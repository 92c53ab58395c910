//! Chain RPC access
//!
//! - `client`: the `ChainClient` trait and its HTTP JSON-RPC implementation
//! - `retry`: per-call deadlines and linear retry

pub mod client;
#[cfg(test)]
pub mod mock;
pub mod retry;

pub use client::{ChainClient, HttpRpcClient};
pub use retry::{retry_linear, with_deadline, LinearBackoff};
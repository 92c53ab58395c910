//! Lazily-built chain clients, one per backend

use std::sync::Arc;
use std::time::Duration;

use dashmap::DashMap;
use tokio::sync::Mutex;
use tracing::{debug, info};

use crate::config::RpcConfig;
use crate::error::{Error, Result};
use crate::rpc::{with_deadline, ChainClient, HttpRpcClient};

use super::registry::{BackendDescriptor, BackendRegistry};

/// Builds an unverified client for a backend
pub trait ClientFactory: Send + Sync {
    fn connect(&self, backend: &BackendDescriptor) -> Result<Arc<dyn ChainClient>>;
}

/// HTTP JSON-RPC clients with bounded connect/read timeouts
pub struct HttpClientFactory {
    connect_timeout: Duration,
    read_timeout: Duration,
}

impl HttpClientFactory {
    pub fn new(rpc: &RpcConfig) -> Self {
        Self {
            connect_timeout: rpc.connect_timeout(),
            read_timeout: rpc.read_timeout(),
        }
    }
}

impl ClientFactory for HttpClientFactory {
    fn connect(&self, backend: &BackendDescriptor) -> Result<Arc<dyn ChainClient>> {
        let client = HttpRpcClient::new(&backend.rpc_url, self.connect_timeout, self.read_timeout)?;
        Ok(Arc::new(client))
    }
}

/// Cache of live clients keyed by backend id.
///
/// A client is cached only after it answers a liveness probe. Concurrent
/// first access to the same backend is serialized by a per-backend lock, so
/// exactly one client is built and cached.
pub struct ConnectionPool {
    registry: Arc<BackendRegistry>,
    factory: Arc<dyn ClientFactory>,
    clients: DashMap<String, Arc<dyn ChainClient>>,
    creating: DashMap<String, Arc<Mutex<()>>>,
    liveness_timeout: Duration,
}

impl ConnectionPool {
    pub fn new(
        registry: Arc<BackendRegistry>,
        factory: Arc<dyn ClientFactory>,
        liveness_timeout: Duration,
    ) -> Self {
        Self {
            registry,
            factory,
            clients: DashMap::new(),
            creating: DashMap::new(),
            liveness_timeout,
        }
    }

    fn cached(&self, id: &str) -> Option<Arc<dyn ChainClient>> {
        self.clients.get(id).map(|c| c.value().clone())
    }

    /// Return the cached client, or build, probe and cache a new one
    pub async fn get_or_create(&self, id: &str) -> Result<Arc<dyn ChainClient>> {
        if let Some(client) = self.cached(id) {
            return Ok(client);
        }

        let backend = self
            .registry
            .get(id)
            .ok_or_else(|| Error::UnknownBackend(id.to_string()))?;

        let lock = self
            .creating
            .entry(id.to_string())
            .or_insert_with(|| Arc::new(Mutex::new(())))
            .clone();
        let _guard = lock.lock().await;

        // Another task may have finished while we waited
        if let Some(client) = self.cached(id) {
            return Ok(client);
        }

        let client = self.factory.connect(backend)?;
        let height = with_deadline(self.liveness_timeout, client.block_number()).await?;

        debug!(backend = id, height, "Connected to {}", backend.name);
        self.clients.insert(id.to_string(), client.clone());
        Ok(client)
    }

    pub fn is_connected(&self, id: &str) -> bool {
        self.clients.contains_key(id)
    }

    pub fn len(&self) -> usize {
        self.clients.len()
    }

    pub fn is_empty(&self) -> bool {
        self.clients.is_empty()
    }

    pub fn connected_ids(&self) -> Vec<String> {
        let mut ids: Vec<String> = self.clients.iter().map(|e| e.key().clone()).collect();
        ids.sort();
        ids
    }

    /// Drop every cached client. Safe to call repeatedly.
    pub fn close_all(&self) {
        let count = self.clients.len();
        self.clients.clear();
        self.creating.clear();
        if count > 0 {
            info!("Closed {} backend connections", count);
        }
    }
}

impl Drop for ConnectionPool {
    fn drop(&mut self) {
        self.close_all();
    }
}
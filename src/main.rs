//! Chain Sweeper - multi-backend balance monitor
//!
//! # WARNING
//! - Every detected balance is moved to the configured destination.
//! - Check `sweep.destination` twice, or start with `sweep.dry_run = true`.

use anyhow::Result;
use clap::Parser;
use tracing::{error, info};

use chain_sweeper::cli::App;
use chain_sweeper::config::Config;

/// Chain Sweeper - sweep balances from many EVM chains to one address
#[derive(Parser)]
#[command(name = "sweeper")]
#[command(author, version, about, long_about = None)]
struct Cli {
    /// Path to config file
    #[arg(short, long, default_value = "sweeper.toml", env = "SWEEPER_CONFIG")]
    config: String,
}

#[tokio::main]
async fn main() -> Result<()> {
    // Load environment variables from .env file
    dotenvy::dotenv().ok();

    // Initialize tracing
    tracing_subscriber::fmt()
        .with_env_filter(
            tracing_subscriber::EnvFilter::from_default_env()
                .add_directive("chain_sweeper=info".parse()?),
        )
        .with_target(true)
        .with_file(true)
        .with_line_number(true)
        .init();

    let cli = Cli::parse();

    // Load configuration
    let config = match Config::load(&cli.config) {
        Ok(cfg) => cfg,
        Err(e) => {
            error!("Failed to load configuration: {:#}", e);
            std::process::exit(1);
        }
    };

    let app = match App::build(config).await {
        Ok(app) => app,
        Err(e) => {
            error!("Initialization failed: {:#}", e);
            std::process::exit(1);
        }
    };

    let result = app.run_menu().await;
    app.shutdown().await;

    if let Err(e) = result {
        error!("Command failed: {:#}", e);
        std::process::exit(1);
    }

    info!("Goodbye");
    Ok(())
}
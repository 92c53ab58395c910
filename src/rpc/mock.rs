//! Scripted chain client for tests

use std::collections::{HashMap, VecDeque};
use std::sync::atomic::{AtomicUsize, Ordering};
use std::sync::{Arc, Mutex};
use std::time::{Duration, Instant};

use alloy::primitives::{Address, U256};
use async_trait::async_trait;

use crate::backend::pool::ClientFactory;
use crate::backend::registry::BackendDescriptor;
use crate::error::{Error, Result};

use super::client::ChainClient;

/// A failure the mock can be told to produce
#[derive(Debug, Clone)]
pub enum MockFailure {
    Timeout,
    Http(u16),
    Message(String),
}

impl MockFailure {
    fn to_error(&self) -> Error {
        match self {
            MockFailure::Timeout => Error::RpcTimeout(8000),
            MockFailure::Http(status) => Error::Http {
                status: *status,
                body: "Forbidden".to_string(),
            },
            MockFailure::Message(msg) => Error::Rpc(msg.clone()),
        }
    }
}

/// Shared across mock clients to observe how many balance calls overlap
#[derive(Default)]
pub struct ConcurrencyGauge {
    in_flight: AtomicUsize,
    peak: AtomicUsize,
    spans: Mutex<Vec<(Instant, Instant)>>,
}

impl ConcurrencyGauge {
    pub fn new() -> Arc<Self> {
        Arc::new(Self::default())
    }

    fn enter(&self) -> Instant {
        let now = self.in_flight.fetch_add(1, Ordering::SeqCst) + 1;
        self.peak.fetch_max(now, Ordering::SeqCst);
        Instant::now()
    }

    fn exit(&self, started: Instant) {
        self.in_flight.fetch_sub(1, Ordering::SeqCst);
        self.spans.lock().unwrap().push((started, Instant::now()));
    }

    /// Highest number of calls seen in flight at once
    pub fn peak(&self) -> usize {
        self.peak.load(Ordering::SeqCst)
    }

    /// Groups of calls separated by at least `gap` with nothing in flight
    pub fn bursts(&self, gap: Duration) -> usize {
        let mut spans = self.spans.lock().unwrap().clone();
        spans.sort_by_key(|(start, _)| *start);

        let mut bursts = 0;
        let mut busy_until: Option<Instant> = None;
        for (start, end) in spans {
            match busy_until {
                Some(until) if start < until + gap => busy_until = Some(until.max(end)),
                _ => {
                    bursts += 1;
                    busy_until = Some(end);
                }
            }
        }
        bursts
    }
}

#[derive(Debug, Clone)]
pub enum Scripted<T> {
    Value(T),
    Fail(MockFailure),
}

pub struct MockChainClient {
    balance: Mutex<U256>,
    balance_script: Mutex<VecDeque<Scripted<U256>>>,
    nonce: u64,
    gas_price: u128,
    liveness_failure: Option<MockFailure>,
    liveness_delay: Duration,
    send_failure: Option<MockFailure>,
    /// Drain the balance to zero after a successful send
    drain_on_send: bool,
    balance_delay: Duration,
    gauge: Option<Arc<ConcurrencyGauge>>,
    pub calls: AtomicUsize,
    pub balance_calls: AtomicUsize,
    pub sent: Mutex<Vec<Vec<u8>>>,
}

impl MockChainClient {
    pub fn new() -> Self {
        Self {
            balance: Mutex::new(U256::ZERO),
            balance_script: Mutex::new(VecDeque::new()),
            nonce: 0,
            gas_price: 1_000_000_000,
            liveness_failure: None,
            liveness_delay: Duration::ZERO,
            send_failure: None,
            drain_on_send: false,
            balance_delay: Duration::ZERO,
            gauge: None,
            calls: AtomicUsize::new(0),
            balance_calls: AtomicUsize::new(0),
            sent: Mutex::new(Vec::new()),
        }
    }

    pub fn with_balance(self, balance: U256) -> Self {
        *self.balance.lock().unwrap() = balance;
        self
    }

    pub fn with_nonce(mut self, nonce: u64) -> Self {
        self.nonce = nonce;
        self
    }

    pub fn with_gas_price(mut self, gas_price: u128) -> Self {
        self.gas_price = gas_price;
        self
    }

    /// Responses consumed in order before falling back to the fixed balance
    pub fn script_balance(self, script: Vec<Scripted<U256>>) -> Self {
        *self.balance_script.lock().unwrap() = script.into();
        self
    }

    pub fn failing_liveness(mut self, failure: MockFailure) -> Self {
        self.liveness_failure = Some(failure);
        self
    }

    pub fn with_liveness_delay(mut self, delay: Duration) -> Self {
        self.liveness_delay = delay;
        self
    }

    pub fn failing_send(mut self, failure: MockFailure) -> Self {
        self.send_failure = Some(failure);
        self
    }

    pub fn draining(mut self) -> Self {
        self.drain_on_send = true;
        self
    }

    /// Hold every balance call open for `delay`
    pub fn with_balance_delay(mut self, delay: Duration) -> Self {
        self.balance_delay = delay;
        self
    }

    pub fn with_gauge(mut self, gauge: Arc<ConcurrencyGauge>) -> Self {
        self.gauge = Some(gauge);
        self
    }

    pub fn call_count(&self) -> usize {
        self.calls.load(Ordering::SeqCst)
    }

    pub fn sent_count(&self) -> usize {
        self.sent.lock().unwrap().len()
    }
}

#[async_trait]
impl ChainClient for MockChainClient {
    async fn block_number(&self) -> Result<u64> {
        if !self.liveness_delay.is_zero() {
            tokio::time::sleep(self.liveness_delay).await;
        }
        match &self.liveness_failure {
            Some(failure) => Err(failure.to_error()),
            None => Ok(1_000),
        }
    }

    async fn balance(&self, _address: Address) -> Result<U256> {
        self.calls.fetch_add(1, Ordering::SeqCst);
        self.balance_calls.fetch_add(1, Ordering::SeqCst);
        let started = self.gauge.as_ref().map(|g| g.enter());
        if !self.balance_delay.is_zero() {
            tokio::time::sleep(self.balance_delay).await;
        }
        if let (Some(gauge), Some(started)) = (&self.gauge, started) {
            gauge.exit(started);
        }

        let next = self.balance_script.lock().unwrap().pop_front();
        match next {
            Some(Scripted::Value(v)) => Ok(v),
            Some(Scripted::Fail(f)) => Err(f.to_error()),
            None => Ok(*self.balance.lock().unwrap()),
        }
    }

    async fn transaction_count(&self, _address: Address) -> Result<u64> {
        self.calls.fetch_add(1, Ordering::SeqCst);
        Ok(self.nonce)
    }

    async fn gas_price(&self) -> Result<u128> {
        self.calls.fetch_add(1, Ordering::SeqCst);
        Ok(self.gas_price)
    }

    async fn send_raw_transaction(&self, raw: &[u8]) -> Result<String> {
        self.calls.fetch_add(1, Ordering::SeqCst);
        if let Some(failure) = &self.send_failure {
            return Err(failure.to_error());
        }
        let mut sent = self.sent.lock().unwrap();
        sent.push(raw.to_vec());
        if self.drain_on_send {
            *self.balance.lock().unwrap() = U256::ZERO;
        }
        Ok(format!("0x{:064x}", sent.len()))
    }
}

/// Factory handing out pre-built mock clients by backend id
#[derive(Default)]
pub struct MockFactory {
    clients: HashMap<String, Arc<MockChainClient>>,
    connect_failures: Mutex<HashMap<String, VecDeque<MockFailure>>>,
    pub created: Mutex<HashMap<String, usize>>,
}

impl MockFactory {
    pub fn new() -> Self {
        Self::default()
    }

    pub fn with(mut self, id: &str, client: MockChainClient) -> Self {
        self.clients.insert(id.to_string(), Arc::new(client));
        self
    }

    /// Failures returned by the next connects to `id`, in order
    pub fn failing_connects(self, id: &str, failures: Vec<MockFailure>) -> Self {
        self.connect_failures
            .lock()
            .unwrap()
            .insert(id.to_string(), failures.into());
        self
    }

    pub fn client(&self, id: &str) -> Arc<MockChainClient> {
        self.clients[id].clone()
    }

    pub fn created(&self, id: &str) -> usize {
        self.created.lock().unwrap().get(id).copied().unwrap_or(0)
    }
}

impl ClientFactory for MockFactory {
    fn connect(&self, backend: &BackendDescriptor) -> Result<Arc<dyn ChainClient>> {
        *self
            .created
            .lock()
            .unwrap()
            .entry(backend.id.clone())
            .or_insert(0) += 1;

        let scripted = self
            .connect_failures
            .lock()
            .unwrap()
            .get_mut(&backend.id)
            .and_then(|queue| queue.pop_front());
        if let Some(failure) = scripted {
            return Err(failure.to_error());
        }

        match self.clients.get(&backend.id) {
            Some(client) => Ok(client.clone() as Arc<dyn ChainClient>),
            None => Err(Error::RpcConnection(format!(
                "dns error: failed to lookup address information: Name or service not known ({})",
                backend.rpc_url
            ))),
        }
    }
}
//! Deadlines and linear retry for RPC calls

use std::future::Future;
use std::time::Duration;

use backoff::backoff::Backoff;
use tracing::debug;

use crate::error::{Error, Result};

/// Linear backoff: wait `attempt * step` after each failed attempt,
/// giving up once `max_attempts` attempts have been made.
#[derive(Debug, Clone)]
pub struct LinearBackoff {
    step: Duration,
    max_attempts: u32,
    attempt: u32,
}

impl LinearBackoff {
    pub fn new(step: Duration, max_attempts: u32) -> Self {
        Self {
            step,
            max_attempts: max_attempts.max(1),
            attempt: 0,
        }
    }
}

impl Backoff for LinearBackoff {
    fn reset(&mut self) {
        self.attempt = 0;
    }

    fn next_backoff(&mut self) -> Option<Duration> {
        self.attempt += 1;
        if self.attempt >= self.max_attempts {
            None
        } else {
            Some(self.step * self.attempt)
        }
    }
}

/// Run `fut` with a hard deadline. An elapsed deadline drops the future.
pub async fn with_deadline<T, F>(deadline: Duration, fut: F) -> Result<T>
where
    F: Future<Output = Result<T>>,
{
    match tokio::time::timeout(deadline, fut).await {
        Ok(result) => result,
        Err(_) => Err(Error::RpcTimeout(deadline.as_millis() as u64)),
    }
}

/// Retry `op` under `policy`, bounding each attempt by `deadline`.
///
/// Transient errors are retried; permanent ones return immediately.
pub async fn retry_linear<T, F, Fut>(
    policy: LinearBackoff,
    deadline: Duration,
    label: &str,
    mut op: F,
) -> Result<T>
where
    F: FnMut() -> Fut,
    Fut: Future<Output = Result<T>>,
{
    backoff::future::retry_notify(
        policy,
        || {
            let attempt = op();
            async move {
                match with_deadline(deadline, attempt).await {
                    Ok(value) => Ok(value),
                    Err(e) if e.is_retryable() => Err(backoff::Error::transient(e)),
                    Err(e) => Err(backoff::Error::permanent(e)),
                }
            }
        },
        |e: Error, wait: Duration| {
            debug!("{} failed ({}), retrying in {:?}", label, e, wait);
        },
    )
    .await
}
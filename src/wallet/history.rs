//! Transfer log
//!
//! Append-only record of completed sweeps, capped at the most recent
//! `MAX_TRANSFER_RECORDS` entries and saved after every append.

use std::collections::VecDeque;
use std::path::PathBuf;

use tokio::sync::{Mutex, RwLock};
use tracing::{info, warn};

use crate::error::Result;
use crate::persist;

use super::types::TransferRecord;

pub const MAX_TRANSFER_RECORDS: usize = 1000;

pub struct TransferLog {
    /// Oldest first
    records: RwLock<VecDeque<TransferRecord>>,
    path: Option<PathBuf>,
    file_lock: Mutex<()>,
}

impl TransferLog {
    /// In-memory log, never persisted
    pub fn new() -> Self {
        Self {
            records: RwLock::new(VecDeque::new()),
            path: None,
            file_lock: Mutex::new(()),
        }
    }

    /// Load transfers.json, keeping only the newest records if it is oversized
    pub async fn load(path: impl Into<PathBuf>) -> Result<Self> {
        let path = path.into();
        let mut records: VecDeque<TransferRecord> = persist::read_json::<Vec<TransferRecord>>(&path)
            .await?
            .unwrap_or_default()
            .into();

        while records.len() > MAX_TRANSFER_RECORDS {
            records.pop_front();
        }

        info!("Loaded {} transfer records", records.len());

        Ok(Self {
            records: RwLock::new(records),
            path: Some(path),
            file_lock: Mutex::new(()),
        })
    }

    /// Append a record, evict the oldest past the cap, and save
    pub async fn append(&self, record: TransferRecord) {
        {
            let mut records = self.records.write().await;
            records.push_back(record);
            while records.len() > MAX_TRANSFER_RECORDS {
                records.pop_front();
            }
        }

        if let Err(e) = self.persist().await {
            warn!("Failed to persist transfer log: {}", e);
        }
    }

    /// Most recent records, newest first
    pub async fn recent(&self, limit: usize) -> Vec<TransferRecord> {
        let records = self.records.read().await;
        records.iter().rev().take(limit).cloned().collect()
    }

    /// All records, oldest first
    pub async fn all(&self) -> Vec<TransferRecord> {
        self.records.read().await.iter().cloned().collect()
    }

    pub async fn len(&self) -> usize {
        self.records.read().await.len()
    }

    pub async fn is_empty(&self) -> bool {
        self.records.read().await.is_empty()
    }

    pub async fn persist(&self) -> Result<()> {
        let Some(path) = &self.path else {
            return Ok(());
        };

        let _guard = self.file_lock.lock().await;
        let snapshot = self.all().await;
        persist::write_json_atomic(path, &snapshot).await
    }
}

impl Default for TransferLog {
    fn default() -> Self {
        Self::new()
    }
}

#[cfg(test)]
mod tests {
    use super::*;
    use chrono::Utc;

    fn record(n: usize) -> TransferRecord {
        TransferRecord {
            id: format!("id-{}", n),
            timestamp: Utc::now(),
            from: "0xf39Fd6e51aad88F6F4ce6aB8827279cffFb92266".to_string(),
            to: "0x000000000000000000000000000000000000dEaD".to_string(),
            amount: "0.049".to_string(),
            amount_wei: "49000000000000000".to_string(),
            backend: "ethereum".to_string(),
            backend_name: "Ethereum".to_string(),
            tx_id: format!("0x{:064x}", n),
            gas_used: 21_000,
            gas_price: "47619047619".to_string(),
            fee_wei: "999999999999000".to_string(),
            currency: "ETH".to_string(),
        }
    }

    #[tokio::test]
    async fn test_cap_evicts_oldest() {
        let log = TransferLog::new();
        for n in 0..=MAX_TRANSFER_RECORDS {
            log.append(record(n)).await;
        }

        assert_eq!(log.len().await, MAX_TRANSFER_RECORDS);
        let all = log.all().await;
        assert_eq!(all[0].id, "id-1");
        assert_eq!(all[MAX_TRANSFER_RECORDS - 1].id, format!("id-{}", MAX_TRANSFER_RECORDS));
    }

    #[tokio::test]
    async fn test_recent_is_newest_first() {
        let log = TransferLog::new();
        for n in 0..5 {
            log.append(record(n)).await;
        }
        let recent: Vec<String> = log.recent(2).await.into_iter().map(|r| r.id).collect();
        assert_eq!(recent, vec!["id-4", "id-3"]);
    }

    #[tokio::test]
    async fn test_persist_round_trip_preserves_order() {
        let dir = tempfile::tempdir().unwrap();
        let path = dir.path().join("transfers.json");

        let log = TransferLog::load(&path).await.unwrap();
        for n in 0..3 {
            log.append(record(n)).await;
        }

        let reloaded = TransferLog::load(&path).await.unwrap();
        assert_eq!(log.all().await, reloaded.all().await);

        let raw: serde_json::Value =
            serde_json::from_str(&std::fs::read_to_string(&path).unwrap()).unwrap();
        assert!(raw.is_array());
        assert_eq!(raw[0]["backendName"], "Ethereum");
        assert_eq!(raw[0]["txId"], format!("0x{:064x}", 0));
    }
}
//! Transaction signing
//!
//! Derives addresses from credentials and signs legacy EIP-155 transfers.

use alloy::consensus::{SignableTransaction, TxEnvelope, TxLegacy};
use alloy::eips::eip2718::Encodable2718;
use alloy::network::TxSignerSync;
use alloy::primitives::{Address, Bytes, TxKind};
use alloy::signers::local::PrivateKeySigner;

use crate::error::{Error, Result};

use super::types::{Credential, TransferRequest};

/// Signing collaborator: owns every use of the raw credential
pub trait TransactionSigner: Send + Sync {
    fn derive_address(&self, credential: &Credential) -> Result<Address>;

    /// Sign `tx` and return the raw encoded transaction
    fn sign_transaction(&self, credential: &Credential, tx: &TransferRequest) -> Result<Vec<u8>>;
}

/// secp256k1 signer backed by alloy's local signer
#[derive(Debug, Default, Clone, Copy)]
pub struct LocalSigner;

impl LocalSigner {
    fn signer(credential: &Credential) -> Result<PrivateKeySigner> {
        credential
            .expose()
            .parse::<PrivateKeySigner>()
            .map_err(|e| Error::InvalidCredential(format!("{} ({})", e, credential.hint())))
    }
}

impl TransactionSigner for LocalSigner {
    fn derive_address(&self, credential: &Credential) -> Result<Address> {
        Ok(Self::signer(credential)?.address())
    }

    fn sign_transaction(&self, credential: &Credential, tx: &TransferRequest) -> Result<Vec<u8>> {
        let signer = Self::signer(credential)?;

        let mut legacy = TxLegacy {
            chain_id: Some(tx.chain_id),
            nonce: tx.nonce,
            gas_price: tx.gas_price,
            gas_limit: tx.gas_limit,
            to: TxKind::Call(tx.to),
            value: tx.value,
            input: Bytes::new(),
        };

        let signature = signer
            .sign_transaction_sync(&mut legacy)
            .map_err(|e| Error::Signing(e.to_string()))?;

        let envelope: TxEnvelope = legacy.into_signed(signature).into();
        Ok(envelope.encoded_2718())
    }
}

#[cfg(test)]
mod tests {
    use super::*;
    use alloy::primitives::U256;

    // Well-known development key
    const KEY: &str = "ac0974bec39a17e36ba4a6b4d238ff944bacb478cbed5efcae784d7bf4f2ff80";
    const ADDRESS: &str = "0xf39Fd6e51aad88F6F4ce6aB8827279cffFb92266";

    #[test]
    fn test_derive_address() {
        let address = LocalSigner.derive_address(&Credential::new(KEY)).unwrap();
        assert_eq!(address, ADDRESS.parse::<Address>().unwrap());
    }

    #[test]
    fn test_invalid_credential() {
        let bad = Credential::new(&"0".repeat(64));
        assert!(matches!(
            LocalSigner.derive_address(&bad),
            Err(Error::InvalidCredential(_))
        ));
    }

    #[test]
    fn test_sign_produces_legacy_rlp() {
        let tx = TransferRequest {
            chain_id: 1,
            nonce: 3,
            gas_price: 20_000_000_000,
            gas_limit: 21_000,
            to: "0x000000000000000000000000000000000000dEaD".parse().unwrap(),
            value: U256::from(1_000_000u64),
        };

        let raw = LocalSigner.sign_transaction(&Credential::new(KEY), &tx).unwrap();
        // Legacy transactions are a bare RLP list
        assert!(raw[0] >= 0xc0);

        let again = LocalSigner.sign_transaction(&Credential::new(KEY), &tx).unwrap();
        assert_eq!(raw, again);
    }
}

Exercise goal: Show each line of the listing that holds the string "struct".

Reply to the task:
pub struct HttpClientFactory {
pub struct ConnectionPool {
struct Cli {
pub struct ConcurrencyGauge {
pub struct MockChainClient {
pub struct MockFactory {
pub struct LinearBackoff {
pub struct TransferLog {
pub struct LocalSigner;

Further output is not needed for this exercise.